◆ **EXERCISE OBJECTIVE**
Please reproduce exactly the line that contains "Calibration storage failure" and every line after it through the end of the records below, adding nothing else.

◆ **DATA RECORDS**
BEGIN

//! Error types for dvara-sense

/// Result type alias
pub type Result<T> = std::result::Result<T, Error>;

/// dvara-sense error types
#[derive(Debug, thiserror::Error)]
pub enum Error {
    /// No trustworthy position available for calibration
    #[error("No stable data available for sensor '{sensor}'")]
    NoStableData {
        /// Sensor identifier
        sensor: String,
    },

    /// No recent telemetry to fall back on
    #[error("No recent position data for sensor '{sensor}'")]
    NoRecentData {
        /// Sensor identifier
        sensor: String,
    },

    /// Position component outside the device range
    #[error("Invalid position: axis {axis} = {value} outside device range")]
    InvalidPosition {
        /// Offending axis (x, y or z)
        axis: char,
        /// Rejected component value
        value: f32,
    },

    /// Position too unstable to calibrate from
    #[error("Unstable data for sensor '{sensor}': {detail}")]
    UnstableData {
        /// Sensor identifier
        sensor: String,
        /// Operator-facing description of the failed check
        detail: String,
    },

    /// Calibration storage failure
    #[error("Storage error: {0}")]
    Storage(String),

    /// I/O error
    #[error("I/O error: {0}")]
    Io(#[from] std::io::Error),

    /// Calibration document (de)serialization error
    #[error("Serialization error: {0}")]
    Serialization(#[from] serde_yaml::Error),

    /// Configuration file error
    #[error("Configuration error: {0}")]
    Config(String),
}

END

◆ **TASK RESPONSE**
    /// Calibration storage failure
    #[error("Storage error: {0}")]
    Storage(String),

    /// I/O error
    #[error("I/O error: {0}")]
    Io(#[from] std::io::Error),

    /// Calibration document (de)serialization error
    #[error("Serialization error: {0}")]
    Serialization(#[from] serde_yaml::Error),

    /// Configuration file error
    #[error("Configuration error: {0}")]
    Config(String),
}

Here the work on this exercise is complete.